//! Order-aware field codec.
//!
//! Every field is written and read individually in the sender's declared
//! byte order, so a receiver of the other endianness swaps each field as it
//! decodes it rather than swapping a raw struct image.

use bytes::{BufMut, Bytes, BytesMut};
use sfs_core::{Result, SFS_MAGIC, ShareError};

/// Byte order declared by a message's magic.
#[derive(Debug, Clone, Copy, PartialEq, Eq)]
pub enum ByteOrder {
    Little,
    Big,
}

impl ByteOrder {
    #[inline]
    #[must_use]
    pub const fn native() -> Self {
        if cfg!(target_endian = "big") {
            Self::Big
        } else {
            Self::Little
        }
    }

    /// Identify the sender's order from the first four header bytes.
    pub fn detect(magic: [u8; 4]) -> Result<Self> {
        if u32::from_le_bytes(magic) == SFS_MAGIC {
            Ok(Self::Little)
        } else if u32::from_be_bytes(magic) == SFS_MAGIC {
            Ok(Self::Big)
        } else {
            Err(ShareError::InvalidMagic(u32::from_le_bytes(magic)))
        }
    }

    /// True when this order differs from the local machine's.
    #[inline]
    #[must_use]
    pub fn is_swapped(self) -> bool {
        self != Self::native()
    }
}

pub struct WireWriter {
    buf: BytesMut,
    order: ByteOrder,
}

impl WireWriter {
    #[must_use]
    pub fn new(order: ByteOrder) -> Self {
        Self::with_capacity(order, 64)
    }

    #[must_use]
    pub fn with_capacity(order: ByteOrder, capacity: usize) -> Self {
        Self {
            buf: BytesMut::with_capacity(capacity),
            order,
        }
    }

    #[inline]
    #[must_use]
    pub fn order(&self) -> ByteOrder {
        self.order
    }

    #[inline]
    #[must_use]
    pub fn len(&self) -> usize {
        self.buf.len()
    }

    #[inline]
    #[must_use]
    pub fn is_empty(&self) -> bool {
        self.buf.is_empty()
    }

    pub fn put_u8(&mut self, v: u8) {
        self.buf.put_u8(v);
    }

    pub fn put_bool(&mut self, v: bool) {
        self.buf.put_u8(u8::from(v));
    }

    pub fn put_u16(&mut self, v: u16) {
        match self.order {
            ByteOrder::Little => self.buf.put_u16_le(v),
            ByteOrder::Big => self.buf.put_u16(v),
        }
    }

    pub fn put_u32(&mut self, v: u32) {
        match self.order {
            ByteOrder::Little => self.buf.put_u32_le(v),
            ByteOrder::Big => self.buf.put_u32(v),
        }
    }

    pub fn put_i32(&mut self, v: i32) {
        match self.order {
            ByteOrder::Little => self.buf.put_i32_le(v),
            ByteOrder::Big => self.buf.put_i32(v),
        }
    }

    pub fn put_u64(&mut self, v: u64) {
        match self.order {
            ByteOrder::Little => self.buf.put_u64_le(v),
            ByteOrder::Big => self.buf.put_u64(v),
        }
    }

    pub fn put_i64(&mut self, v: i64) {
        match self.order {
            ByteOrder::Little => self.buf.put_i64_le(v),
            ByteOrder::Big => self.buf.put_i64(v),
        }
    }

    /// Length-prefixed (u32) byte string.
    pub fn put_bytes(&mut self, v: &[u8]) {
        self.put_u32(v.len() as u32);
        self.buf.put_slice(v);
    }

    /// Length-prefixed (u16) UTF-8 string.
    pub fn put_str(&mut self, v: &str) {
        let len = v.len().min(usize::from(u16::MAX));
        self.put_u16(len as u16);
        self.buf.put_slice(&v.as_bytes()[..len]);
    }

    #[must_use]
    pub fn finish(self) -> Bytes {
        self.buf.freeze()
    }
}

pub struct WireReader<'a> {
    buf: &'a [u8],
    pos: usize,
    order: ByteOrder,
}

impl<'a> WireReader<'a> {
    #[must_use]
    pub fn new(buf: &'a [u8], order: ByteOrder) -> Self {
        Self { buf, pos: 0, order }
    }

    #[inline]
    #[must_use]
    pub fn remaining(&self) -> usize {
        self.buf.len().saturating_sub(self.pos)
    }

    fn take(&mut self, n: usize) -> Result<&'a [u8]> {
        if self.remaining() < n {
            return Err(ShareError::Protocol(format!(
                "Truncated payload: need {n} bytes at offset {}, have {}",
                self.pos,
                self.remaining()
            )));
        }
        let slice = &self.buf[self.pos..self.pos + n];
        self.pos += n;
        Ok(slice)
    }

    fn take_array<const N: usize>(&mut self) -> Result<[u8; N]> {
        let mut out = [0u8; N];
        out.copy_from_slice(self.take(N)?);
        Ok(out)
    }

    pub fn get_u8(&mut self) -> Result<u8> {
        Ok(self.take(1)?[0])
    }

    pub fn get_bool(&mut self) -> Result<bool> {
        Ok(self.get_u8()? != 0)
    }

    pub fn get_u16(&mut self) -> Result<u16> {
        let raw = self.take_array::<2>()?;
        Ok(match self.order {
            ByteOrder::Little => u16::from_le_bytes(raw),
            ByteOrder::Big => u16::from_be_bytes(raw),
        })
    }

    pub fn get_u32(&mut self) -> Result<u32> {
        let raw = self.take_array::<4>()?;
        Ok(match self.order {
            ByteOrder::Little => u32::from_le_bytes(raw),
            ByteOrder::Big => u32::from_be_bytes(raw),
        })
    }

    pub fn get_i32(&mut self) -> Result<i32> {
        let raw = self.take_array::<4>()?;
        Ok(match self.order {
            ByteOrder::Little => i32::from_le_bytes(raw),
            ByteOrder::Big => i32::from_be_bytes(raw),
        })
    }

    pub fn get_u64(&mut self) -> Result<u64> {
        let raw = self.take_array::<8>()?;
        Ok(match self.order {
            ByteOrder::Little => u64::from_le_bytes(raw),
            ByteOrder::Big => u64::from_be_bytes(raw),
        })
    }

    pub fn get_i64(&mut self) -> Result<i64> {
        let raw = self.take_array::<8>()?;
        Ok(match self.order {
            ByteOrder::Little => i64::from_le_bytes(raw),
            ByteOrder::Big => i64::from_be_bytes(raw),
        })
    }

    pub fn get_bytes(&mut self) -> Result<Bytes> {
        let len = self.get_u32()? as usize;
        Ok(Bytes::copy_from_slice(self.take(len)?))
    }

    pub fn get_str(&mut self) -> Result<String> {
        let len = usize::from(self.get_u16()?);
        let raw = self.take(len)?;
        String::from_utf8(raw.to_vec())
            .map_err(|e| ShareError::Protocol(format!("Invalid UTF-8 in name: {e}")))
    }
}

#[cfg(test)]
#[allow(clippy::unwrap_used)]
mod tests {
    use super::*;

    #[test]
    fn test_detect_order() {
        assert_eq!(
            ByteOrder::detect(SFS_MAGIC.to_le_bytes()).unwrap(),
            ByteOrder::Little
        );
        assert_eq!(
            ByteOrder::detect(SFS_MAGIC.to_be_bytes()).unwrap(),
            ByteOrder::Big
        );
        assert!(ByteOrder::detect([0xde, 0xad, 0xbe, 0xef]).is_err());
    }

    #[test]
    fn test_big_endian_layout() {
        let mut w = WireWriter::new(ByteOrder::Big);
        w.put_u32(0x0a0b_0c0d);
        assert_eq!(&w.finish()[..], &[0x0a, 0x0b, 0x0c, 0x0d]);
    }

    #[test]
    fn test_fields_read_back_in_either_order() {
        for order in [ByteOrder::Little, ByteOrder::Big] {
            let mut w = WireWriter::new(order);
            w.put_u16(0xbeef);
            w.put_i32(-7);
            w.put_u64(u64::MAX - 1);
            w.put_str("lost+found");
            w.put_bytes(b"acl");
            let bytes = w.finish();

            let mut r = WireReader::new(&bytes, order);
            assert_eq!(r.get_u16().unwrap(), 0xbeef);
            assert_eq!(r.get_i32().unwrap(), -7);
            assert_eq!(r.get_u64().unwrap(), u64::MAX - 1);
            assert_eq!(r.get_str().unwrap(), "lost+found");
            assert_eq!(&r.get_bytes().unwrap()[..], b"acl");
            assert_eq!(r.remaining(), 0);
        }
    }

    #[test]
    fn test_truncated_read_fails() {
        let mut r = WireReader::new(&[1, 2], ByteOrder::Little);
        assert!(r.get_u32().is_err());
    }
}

* * * *

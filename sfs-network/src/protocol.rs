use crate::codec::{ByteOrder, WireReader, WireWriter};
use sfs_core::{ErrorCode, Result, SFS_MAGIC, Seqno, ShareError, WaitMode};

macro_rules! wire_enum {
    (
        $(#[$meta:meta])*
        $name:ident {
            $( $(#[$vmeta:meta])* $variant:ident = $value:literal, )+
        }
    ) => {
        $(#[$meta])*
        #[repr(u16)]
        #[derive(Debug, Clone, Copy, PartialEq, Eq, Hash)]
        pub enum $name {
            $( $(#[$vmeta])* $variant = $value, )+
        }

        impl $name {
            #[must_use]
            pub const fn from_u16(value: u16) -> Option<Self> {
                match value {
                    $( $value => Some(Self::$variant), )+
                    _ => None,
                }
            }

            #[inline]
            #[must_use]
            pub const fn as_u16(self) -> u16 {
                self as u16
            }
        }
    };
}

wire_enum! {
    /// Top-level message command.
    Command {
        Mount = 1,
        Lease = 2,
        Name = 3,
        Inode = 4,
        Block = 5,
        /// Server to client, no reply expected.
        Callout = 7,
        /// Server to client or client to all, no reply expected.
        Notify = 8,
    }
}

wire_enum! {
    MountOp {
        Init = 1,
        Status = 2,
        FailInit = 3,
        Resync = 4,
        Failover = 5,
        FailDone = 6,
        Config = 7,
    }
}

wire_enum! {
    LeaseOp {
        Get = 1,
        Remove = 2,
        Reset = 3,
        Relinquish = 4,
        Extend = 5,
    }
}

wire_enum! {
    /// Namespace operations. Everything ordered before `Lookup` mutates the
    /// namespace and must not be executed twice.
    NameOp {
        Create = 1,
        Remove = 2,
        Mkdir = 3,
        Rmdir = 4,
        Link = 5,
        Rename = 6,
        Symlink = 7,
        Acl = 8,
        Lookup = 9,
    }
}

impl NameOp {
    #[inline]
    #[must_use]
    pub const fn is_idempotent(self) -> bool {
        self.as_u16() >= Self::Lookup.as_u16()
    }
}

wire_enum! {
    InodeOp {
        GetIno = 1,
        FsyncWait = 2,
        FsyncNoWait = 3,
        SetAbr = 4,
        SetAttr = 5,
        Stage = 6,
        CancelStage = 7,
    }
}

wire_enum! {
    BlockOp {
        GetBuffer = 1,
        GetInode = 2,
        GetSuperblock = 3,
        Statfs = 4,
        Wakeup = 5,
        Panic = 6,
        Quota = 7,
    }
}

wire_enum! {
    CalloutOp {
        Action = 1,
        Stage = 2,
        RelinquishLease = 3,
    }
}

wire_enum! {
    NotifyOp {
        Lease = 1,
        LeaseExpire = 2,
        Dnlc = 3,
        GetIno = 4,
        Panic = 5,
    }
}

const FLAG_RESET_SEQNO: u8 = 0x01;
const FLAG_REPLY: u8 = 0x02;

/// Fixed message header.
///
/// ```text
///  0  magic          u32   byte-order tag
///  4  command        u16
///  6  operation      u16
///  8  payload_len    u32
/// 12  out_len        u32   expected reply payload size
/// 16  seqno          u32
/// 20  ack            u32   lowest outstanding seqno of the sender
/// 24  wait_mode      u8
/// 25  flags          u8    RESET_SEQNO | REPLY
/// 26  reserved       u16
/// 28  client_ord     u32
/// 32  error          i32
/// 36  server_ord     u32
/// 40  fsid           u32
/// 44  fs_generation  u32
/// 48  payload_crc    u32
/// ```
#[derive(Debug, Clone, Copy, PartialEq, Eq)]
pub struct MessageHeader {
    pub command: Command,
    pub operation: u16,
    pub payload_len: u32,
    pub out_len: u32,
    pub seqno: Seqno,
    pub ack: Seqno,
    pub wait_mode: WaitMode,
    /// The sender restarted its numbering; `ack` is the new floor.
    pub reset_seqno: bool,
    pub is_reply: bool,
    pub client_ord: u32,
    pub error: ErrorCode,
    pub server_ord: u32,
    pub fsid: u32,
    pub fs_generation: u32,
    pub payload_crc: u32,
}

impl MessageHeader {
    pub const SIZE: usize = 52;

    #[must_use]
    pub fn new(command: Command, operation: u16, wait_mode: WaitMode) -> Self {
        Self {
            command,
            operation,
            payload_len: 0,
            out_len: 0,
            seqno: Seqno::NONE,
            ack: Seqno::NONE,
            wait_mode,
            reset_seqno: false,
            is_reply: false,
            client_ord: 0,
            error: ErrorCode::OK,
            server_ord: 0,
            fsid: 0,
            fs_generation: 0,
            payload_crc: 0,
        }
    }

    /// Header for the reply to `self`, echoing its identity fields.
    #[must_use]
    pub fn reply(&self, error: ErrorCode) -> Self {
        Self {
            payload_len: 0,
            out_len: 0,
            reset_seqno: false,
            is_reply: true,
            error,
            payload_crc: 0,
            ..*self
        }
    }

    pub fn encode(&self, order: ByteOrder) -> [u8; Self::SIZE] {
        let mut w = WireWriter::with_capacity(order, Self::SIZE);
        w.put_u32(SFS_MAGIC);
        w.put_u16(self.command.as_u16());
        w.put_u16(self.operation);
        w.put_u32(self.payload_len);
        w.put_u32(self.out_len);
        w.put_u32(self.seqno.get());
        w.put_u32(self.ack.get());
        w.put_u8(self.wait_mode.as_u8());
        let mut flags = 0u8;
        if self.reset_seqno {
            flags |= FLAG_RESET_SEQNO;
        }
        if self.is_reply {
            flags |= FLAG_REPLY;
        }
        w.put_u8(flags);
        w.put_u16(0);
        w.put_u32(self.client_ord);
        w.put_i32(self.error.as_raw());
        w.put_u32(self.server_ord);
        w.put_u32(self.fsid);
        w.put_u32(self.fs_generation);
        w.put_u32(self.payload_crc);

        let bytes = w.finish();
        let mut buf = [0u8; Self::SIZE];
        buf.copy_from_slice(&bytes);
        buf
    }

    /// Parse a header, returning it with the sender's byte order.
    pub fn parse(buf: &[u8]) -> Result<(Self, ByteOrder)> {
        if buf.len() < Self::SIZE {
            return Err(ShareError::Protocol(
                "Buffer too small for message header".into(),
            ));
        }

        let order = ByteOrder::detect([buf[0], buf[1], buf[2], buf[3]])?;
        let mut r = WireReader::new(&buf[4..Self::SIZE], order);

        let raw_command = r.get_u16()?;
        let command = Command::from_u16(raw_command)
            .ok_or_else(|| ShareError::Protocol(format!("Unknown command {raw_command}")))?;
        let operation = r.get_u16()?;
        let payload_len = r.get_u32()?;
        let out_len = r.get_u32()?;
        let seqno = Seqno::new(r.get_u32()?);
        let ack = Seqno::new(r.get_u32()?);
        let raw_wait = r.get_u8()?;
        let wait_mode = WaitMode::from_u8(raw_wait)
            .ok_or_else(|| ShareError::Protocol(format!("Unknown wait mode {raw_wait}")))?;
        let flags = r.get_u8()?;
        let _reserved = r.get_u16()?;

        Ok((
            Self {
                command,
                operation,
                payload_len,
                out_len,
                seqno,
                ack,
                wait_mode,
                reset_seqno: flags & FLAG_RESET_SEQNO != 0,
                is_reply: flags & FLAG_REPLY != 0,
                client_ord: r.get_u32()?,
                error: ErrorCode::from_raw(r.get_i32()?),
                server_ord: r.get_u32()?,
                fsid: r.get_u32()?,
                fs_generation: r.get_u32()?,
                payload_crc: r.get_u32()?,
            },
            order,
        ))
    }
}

* * * *

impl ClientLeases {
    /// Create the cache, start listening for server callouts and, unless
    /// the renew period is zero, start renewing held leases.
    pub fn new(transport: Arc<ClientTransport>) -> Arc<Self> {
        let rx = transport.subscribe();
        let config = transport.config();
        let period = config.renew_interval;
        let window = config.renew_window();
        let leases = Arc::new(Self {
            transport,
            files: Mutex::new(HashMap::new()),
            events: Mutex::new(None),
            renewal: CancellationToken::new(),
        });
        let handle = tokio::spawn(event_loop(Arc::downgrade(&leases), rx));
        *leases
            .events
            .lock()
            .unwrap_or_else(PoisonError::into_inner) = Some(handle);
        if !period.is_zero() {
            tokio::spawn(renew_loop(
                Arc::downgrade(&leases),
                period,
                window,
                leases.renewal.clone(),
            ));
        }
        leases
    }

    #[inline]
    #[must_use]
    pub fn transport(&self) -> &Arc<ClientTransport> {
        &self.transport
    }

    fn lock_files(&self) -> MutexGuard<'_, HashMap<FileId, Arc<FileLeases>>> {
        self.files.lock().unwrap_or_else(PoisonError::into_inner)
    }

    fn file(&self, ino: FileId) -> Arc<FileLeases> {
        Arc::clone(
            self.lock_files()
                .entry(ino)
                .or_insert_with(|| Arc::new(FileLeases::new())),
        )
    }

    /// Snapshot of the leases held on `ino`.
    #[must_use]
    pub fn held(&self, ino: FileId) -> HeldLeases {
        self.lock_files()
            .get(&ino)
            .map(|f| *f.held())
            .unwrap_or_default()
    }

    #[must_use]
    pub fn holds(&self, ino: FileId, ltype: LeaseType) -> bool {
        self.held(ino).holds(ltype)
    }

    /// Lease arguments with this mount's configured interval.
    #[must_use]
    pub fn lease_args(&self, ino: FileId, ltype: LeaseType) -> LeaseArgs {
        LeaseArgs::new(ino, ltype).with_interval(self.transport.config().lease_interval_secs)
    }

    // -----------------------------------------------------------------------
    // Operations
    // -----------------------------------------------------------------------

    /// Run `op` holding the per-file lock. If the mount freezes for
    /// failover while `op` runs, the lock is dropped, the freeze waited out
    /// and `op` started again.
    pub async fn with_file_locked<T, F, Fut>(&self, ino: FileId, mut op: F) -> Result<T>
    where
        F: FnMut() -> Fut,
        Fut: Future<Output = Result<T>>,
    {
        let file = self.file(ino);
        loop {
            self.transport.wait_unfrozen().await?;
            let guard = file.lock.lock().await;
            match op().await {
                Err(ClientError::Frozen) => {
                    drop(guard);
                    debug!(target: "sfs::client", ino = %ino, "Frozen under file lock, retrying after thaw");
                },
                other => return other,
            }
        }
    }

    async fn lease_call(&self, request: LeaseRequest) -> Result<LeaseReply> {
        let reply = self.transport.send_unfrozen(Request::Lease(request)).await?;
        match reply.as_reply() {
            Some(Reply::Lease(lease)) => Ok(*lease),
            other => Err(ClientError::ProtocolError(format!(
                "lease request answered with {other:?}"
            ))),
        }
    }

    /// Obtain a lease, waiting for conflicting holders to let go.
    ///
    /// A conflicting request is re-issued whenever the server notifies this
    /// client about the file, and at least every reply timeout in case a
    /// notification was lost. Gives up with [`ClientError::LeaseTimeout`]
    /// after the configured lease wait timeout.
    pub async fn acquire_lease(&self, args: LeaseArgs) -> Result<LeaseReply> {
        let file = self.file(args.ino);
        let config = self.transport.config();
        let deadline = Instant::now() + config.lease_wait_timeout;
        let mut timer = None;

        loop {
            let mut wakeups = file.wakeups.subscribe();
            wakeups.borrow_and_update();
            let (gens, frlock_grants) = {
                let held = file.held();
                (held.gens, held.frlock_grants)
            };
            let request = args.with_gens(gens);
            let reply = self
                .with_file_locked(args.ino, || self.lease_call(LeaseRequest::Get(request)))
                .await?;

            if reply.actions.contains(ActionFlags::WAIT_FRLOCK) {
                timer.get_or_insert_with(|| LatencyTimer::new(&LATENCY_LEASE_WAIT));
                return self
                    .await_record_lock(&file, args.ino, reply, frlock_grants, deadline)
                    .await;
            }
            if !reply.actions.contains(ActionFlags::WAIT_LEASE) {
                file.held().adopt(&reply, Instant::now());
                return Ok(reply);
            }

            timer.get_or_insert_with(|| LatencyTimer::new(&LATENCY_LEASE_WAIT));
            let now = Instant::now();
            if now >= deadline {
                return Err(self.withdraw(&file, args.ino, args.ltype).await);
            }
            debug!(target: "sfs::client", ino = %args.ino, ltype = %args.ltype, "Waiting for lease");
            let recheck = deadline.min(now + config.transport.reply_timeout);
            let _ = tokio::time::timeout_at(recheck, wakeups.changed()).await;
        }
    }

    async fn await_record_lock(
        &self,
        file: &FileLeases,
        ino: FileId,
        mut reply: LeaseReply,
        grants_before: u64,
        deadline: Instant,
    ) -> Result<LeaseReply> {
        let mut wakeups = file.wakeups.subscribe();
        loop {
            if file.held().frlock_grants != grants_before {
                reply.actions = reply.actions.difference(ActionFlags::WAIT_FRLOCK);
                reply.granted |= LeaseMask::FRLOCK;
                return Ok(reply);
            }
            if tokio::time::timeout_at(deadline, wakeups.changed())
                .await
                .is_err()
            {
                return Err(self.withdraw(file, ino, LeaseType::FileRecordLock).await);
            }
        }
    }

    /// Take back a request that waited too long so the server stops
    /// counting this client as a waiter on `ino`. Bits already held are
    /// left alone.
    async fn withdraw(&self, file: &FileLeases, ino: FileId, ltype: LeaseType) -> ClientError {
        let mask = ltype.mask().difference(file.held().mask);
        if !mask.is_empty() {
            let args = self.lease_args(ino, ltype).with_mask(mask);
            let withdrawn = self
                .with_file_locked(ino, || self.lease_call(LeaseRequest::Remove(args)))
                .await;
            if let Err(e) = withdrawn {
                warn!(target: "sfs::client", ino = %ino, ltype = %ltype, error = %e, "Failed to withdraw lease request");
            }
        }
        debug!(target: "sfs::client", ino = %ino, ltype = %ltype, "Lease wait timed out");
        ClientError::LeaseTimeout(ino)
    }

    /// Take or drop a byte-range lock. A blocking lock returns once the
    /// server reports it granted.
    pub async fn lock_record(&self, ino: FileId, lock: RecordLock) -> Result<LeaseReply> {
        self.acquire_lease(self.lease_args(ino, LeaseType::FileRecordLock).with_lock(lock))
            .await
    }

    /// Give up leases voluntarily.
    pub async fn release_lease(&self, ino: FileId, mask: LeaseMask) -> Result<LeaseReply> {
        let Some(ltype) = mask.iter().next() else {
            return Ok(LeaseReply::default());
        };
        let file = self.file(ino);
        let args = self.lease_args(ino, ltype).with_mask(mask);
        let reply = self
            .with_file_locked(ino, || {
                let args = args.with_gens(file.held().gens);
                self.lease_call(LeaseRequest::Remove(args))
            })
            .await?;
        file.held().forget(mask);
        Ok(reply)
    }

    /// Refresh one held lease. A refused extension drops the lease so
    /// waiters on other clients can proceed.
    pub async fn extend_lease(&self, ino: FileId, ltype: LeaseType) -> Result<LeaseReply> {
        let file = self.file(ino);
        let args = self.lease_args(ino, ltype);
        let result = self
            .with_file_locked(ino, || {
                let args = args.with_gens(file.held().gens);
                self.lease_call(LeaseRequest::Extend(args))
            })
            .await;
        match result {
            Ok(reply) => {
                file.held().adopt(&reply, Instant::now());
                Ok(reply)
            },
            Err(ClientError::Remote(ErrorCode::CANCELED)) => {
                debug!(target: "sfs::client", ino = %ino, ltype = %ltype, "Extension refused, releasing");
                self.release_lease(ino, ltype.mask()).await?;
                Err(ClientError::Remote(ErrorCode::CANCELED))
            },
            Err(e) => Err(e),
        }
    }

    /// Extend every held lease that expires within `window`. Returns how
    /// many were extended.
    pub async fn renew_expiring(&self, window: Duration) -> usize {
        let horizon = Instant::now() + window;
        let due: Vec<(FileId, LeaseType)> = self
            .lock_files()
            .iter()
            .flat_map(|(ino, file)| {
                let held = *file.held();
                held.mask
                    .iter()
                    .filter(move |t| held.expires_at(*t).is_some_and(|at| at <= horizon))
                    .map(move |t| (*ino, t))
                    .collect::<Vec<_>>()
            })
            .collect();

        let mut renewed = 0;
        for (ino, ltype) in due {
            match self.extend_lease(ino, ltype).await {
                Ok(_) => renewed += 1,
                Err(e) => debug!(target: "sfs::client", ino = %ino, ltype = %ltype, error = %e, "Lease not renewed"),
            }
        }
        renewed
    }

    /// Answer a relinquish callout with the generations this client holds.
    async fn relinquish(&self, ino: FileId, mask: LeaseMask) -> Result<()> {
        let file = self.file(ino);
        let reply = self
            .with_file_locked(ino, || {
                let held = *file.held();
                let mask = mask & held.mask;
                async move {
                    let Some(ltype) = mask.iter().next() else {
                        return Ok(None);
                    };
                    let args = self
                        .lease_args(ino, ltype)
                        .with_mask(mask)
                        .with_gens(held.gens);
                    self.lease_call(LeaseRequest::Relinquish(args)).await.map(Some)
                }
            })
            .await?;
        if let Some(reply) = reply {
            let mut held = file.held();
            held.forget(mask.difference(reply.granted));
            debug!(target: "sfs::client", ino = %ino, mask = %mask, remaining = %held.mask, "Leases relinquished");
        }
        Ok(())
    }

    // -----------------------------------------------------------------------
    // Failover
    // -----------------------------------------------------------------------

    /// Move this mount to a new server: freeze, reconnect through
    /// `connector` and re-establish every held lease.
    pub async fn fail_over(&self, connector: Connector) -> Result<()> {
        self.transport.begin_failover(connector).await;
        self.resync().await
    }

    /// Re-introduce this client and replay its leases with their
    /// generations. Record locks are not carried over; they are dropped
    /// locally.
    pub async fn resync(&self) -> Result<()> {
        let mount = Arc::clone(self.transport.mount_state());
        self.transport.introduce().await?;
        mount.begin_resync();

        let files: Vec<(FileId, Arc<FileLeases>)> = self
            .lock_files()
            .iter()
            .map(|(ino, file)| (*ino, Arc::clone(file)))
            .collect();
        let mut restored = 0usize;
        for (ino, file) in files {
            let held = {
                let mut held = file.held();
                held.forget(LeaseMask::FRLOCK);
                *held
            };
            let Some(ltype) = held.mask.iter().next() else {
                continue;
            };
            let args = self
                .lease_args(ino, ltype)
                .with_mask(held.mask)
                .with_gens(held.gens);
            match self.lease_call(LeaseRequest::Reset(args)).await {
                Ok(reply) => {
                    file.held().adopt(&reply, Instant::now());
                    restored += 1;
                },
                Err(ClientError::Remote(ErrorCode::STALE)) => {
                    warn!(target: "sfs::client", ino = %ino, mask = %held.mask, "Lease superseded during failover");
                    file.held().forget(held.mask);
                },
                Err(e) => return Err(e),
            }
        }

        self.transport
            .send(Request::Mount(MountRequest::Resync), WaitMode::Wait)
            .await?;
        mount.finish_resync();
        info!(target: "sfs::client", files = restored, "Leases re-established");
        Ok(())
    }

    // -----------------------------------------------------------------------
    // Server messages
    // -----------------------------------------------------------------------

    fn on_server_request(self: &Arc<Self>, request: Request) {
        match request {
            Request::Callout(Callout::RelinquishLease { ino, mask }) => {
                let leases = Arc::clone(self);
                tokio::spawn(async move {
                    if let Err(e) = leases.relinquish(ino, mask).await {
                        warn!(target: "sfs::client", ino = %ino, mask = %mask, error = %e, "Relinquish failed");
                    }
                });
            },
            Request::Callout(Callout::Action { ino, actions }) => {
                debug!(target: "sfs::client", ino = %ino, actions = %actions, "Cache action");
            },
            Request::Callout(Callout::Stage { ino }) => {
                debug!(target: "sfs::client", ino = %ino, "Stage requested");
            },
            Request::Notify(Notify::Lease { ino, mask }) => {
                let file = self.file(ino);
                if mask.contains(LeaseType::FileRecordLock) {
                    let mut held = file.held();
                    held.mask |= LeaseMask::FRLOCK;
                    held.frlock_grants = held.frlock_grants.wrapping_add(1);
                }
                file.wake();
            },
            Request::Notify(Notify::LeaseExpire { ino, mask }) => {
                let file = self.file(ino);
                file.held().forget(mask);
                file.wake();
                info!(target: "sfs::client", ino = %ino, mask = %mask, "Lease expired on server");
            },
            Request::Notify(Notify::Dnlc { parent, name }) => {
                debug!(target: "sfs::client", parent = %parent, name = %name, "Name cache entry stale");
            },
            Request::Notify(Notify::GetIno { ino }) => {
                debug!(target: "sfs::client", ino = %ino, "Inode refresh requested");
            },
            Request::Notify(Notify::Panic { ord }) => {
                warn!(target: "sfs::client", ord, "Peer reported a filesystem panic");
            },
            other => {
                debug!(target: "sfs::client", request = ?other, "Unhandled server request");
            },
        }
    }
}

* * * *

» **Aim of the exercise**: Looking at the material above, state the number of lines holding the word "wakeups", and only that number.

» **Solution to this task**: 5